§ **Records to process**:

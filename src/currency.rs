use std::collections::BTreeMap;
use std::io;
use std::path::Path;

use anyhow::{Context, Result};

use crate::base::OutputRecord;

/// Resolves vendor ticker aliases to the symbol used in the output.
pub(crate) fn canonical_currency(currency: &str) -> &str {
    match currency {
        // Kraken uses the ISO style XBT for Bitcoin
        "XXBT" | "XBT" => "BTC",
        "XETH" => "ETH",
        "XXDG" => "DOGE",
        "XXRP" => "XRP",
        "XLTC" => "LTC",
        "XXLM" => "XLM",
        "XXMR" => "XMR",
        "ZEUR" => "EUR",
        "ZUSD" => "USD",
        "ZGBP" => "GBP",
        other => other,
    }
}

/// Output records grouped by canonical currency, each group in the order
/// the records were produced.
#[derive(Debug, Default, Clone, PartialEq, Eq)]
pub(crate) struct CurrencyGroups {
    groups: BTreeMap<String, Vec<OutputRecord>>,
}

impl CurrencyGroups {
    pub fn push(&mut self, currency: &str, record: OutputRecord) {
        self.groups
            .entry(canonical_currency(currency).to_owned())
            .or_default()
            .push(record);
    }

    pub fn get(&self, currency: &str) -> Option<&[OutputRecord]> {
        self.groups.get(canonical_currency(currency)).map(Vec::as_slice)
    }

    pub fn len(&self) -> usize {
        self.groups.len()
    }

    pub fn is_empty(&self) -> bool {
        self.groups.is_empty()
    }

    pub fn record_count(&self) -> usize {
        self.groups.values().map(Vec::len).sum()
    }

    pub fn iter(&self) -> impl Iterator<Item = (&str, &[OutputRecord])> {
        self.groups.iter().map(|(c, records)| (c.as_str(), records.as_slice()))
    }

    /// All rows of the output file. Each currency section is preceded by two
    /// blank rows and a banner, and followed by one blank row.
    pub fn to_rows(&self) -> Vec<Vec<String>> {
        let blank = || vec![String::new(), String::new()];
        let mut rows = Vec::with_capacity(self.record_count() + self.len() * 4);
        for (currency, records) in self.iter() {
            rows.push(blank());
            rows.push(blank());
            rows.push(vec![currency.to_owned(), "Data for a fixed currency".to_owned()]);
            rows.extend(records.iter().map(OutputRecord::to_row));
            rows.push(blank());
        }
        rows
    }

    pub fn write_csv<W: io::Write>(&self, writer: W) -> Result<()> {
        let mut wtr = csv::WriterBuilder::new().flexible(true).from_writer(writer);
        for row in self.to_rows() {
            wtr.write_record(&row)?;
        }
        wtr.flush()?;
        Ok(())
    }

    pub fn save_to_csv(&self, path: &Path) -> Result<()> {
        let file = std::fs::File::create(path)
            .with_context(|| format!("Cannot create output file {}", path.display()))?;
        self.write_csv(io::BufWriter::new(file))
            .with_context(|| format!("Cannot write output file {}", path.display()))
    }
}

§ **Exercise directions**:
Write out the data again in full. Match it exactly.

§ **Answer section**:
filename src/currency.rs
use std::collections::BTreeMap;
use std::io;
use std::path::Path;

use anyhow::{Context, Result};

use crate::base::OutputRecord;

/// Resolves vendor ticker aliases to the symbol used in the output.
pub(crate) fn canonical_currency(currency: &str) -> &str {
    match currency {
        // Kraken uses the ISO style XBT for Bitcoin
        "XXBT" | "XBT" => "BTC",
        "XETH" => "ETH",
        "XXDG" => "DOGE",
        "XXRP" => "XRP",
        "XLTC" => "LTC",
        "XXLM" => "XLM",
        "XXMR" => "XMR",
        "ZEUR" => "EUR",
        "ZUSD" => "USD",
        "ZGBP" => "GBP",
        other => other,
    }
}

/// Output records grouped by canonical currency, each group in the order
/// the records were produced.
#[derive(Debug, Default, Clone, PartialEq, Eq)]
pub(crate) struct CurrencyGroups {
    groups: BTreeMap<String, Vec<OutputRecord>>,
}

impl CurrencyGroups {
    pub fn push(&mut self, currency: &str, record: OutputRecord) {
        self.groups
            .entry(canonical_currency(currency).to_owned())
            .or_default()
            .push(record);
    }

    pub fn get(&self, currency: &str) -> Option<&[OutputRecord]> {
        self.groups.get(canonical_currency(currency)).map(Vec::as_slice)
    }

    pub fn len(&self) -> usize {
        self.groups.len()
    }

    pub fn is_empty(&self) -> bool {
        self.groups.is_empty()
    }

    pub fn record_count(&self) -> usize {
        self.groups.values().map(Vec::len).sum()
    }

    pub fn iter(&self) -> impl Iterator<Item = (&str, &[OutputRecord])> {
        self.groups.iter().map(|(c, records)| (c.as_str(), records.as_slice()))
    }

    /// All rows of the output file. Each currency section is preceded by two
    /// blank rows and a banner, and followed by one blank row.
    pub fn to_rows(&self) -> Vec<Vec<String>> {
        let blank = || vec![String::new(), String::new()];
        let mut rows = Vec::with_capacity(self.record_count() + self.len() * 4);
        for (currency, records) in self.iter() {
            rows.push(blank());
            rows.push(blank());
            rows.push(vec![currency.to_owned(), "Data for a fixed currency".to_owned()]);
            rows.extend(records.iter().map(OutputRecord::to_row));
            rows.push(blank());
        }
        rows
    }

    pub fn write_csv<W: io::Write>(&self, writer: W) -> Result<()> {
        let mut wtr = csv::WriterBuilder::new().flexible(true).from_writer(writer);
        for row in self.to_rows() {
            wtr.write_record(&row)?;
        }
        wtr.flush()?;
        Ok(())
    }

    pub fn save_to_csv(&self, path: &Path) -> Result<()> {
        let file = std::fs::File::create(path)
            .with_context(|| format!("Cannot create output file {}", path.display()))?;
        self.write_csv(io::BufWriter::new(file))
            .with_context(|| format!("Cannot write output file {}", path.display()))
    }
}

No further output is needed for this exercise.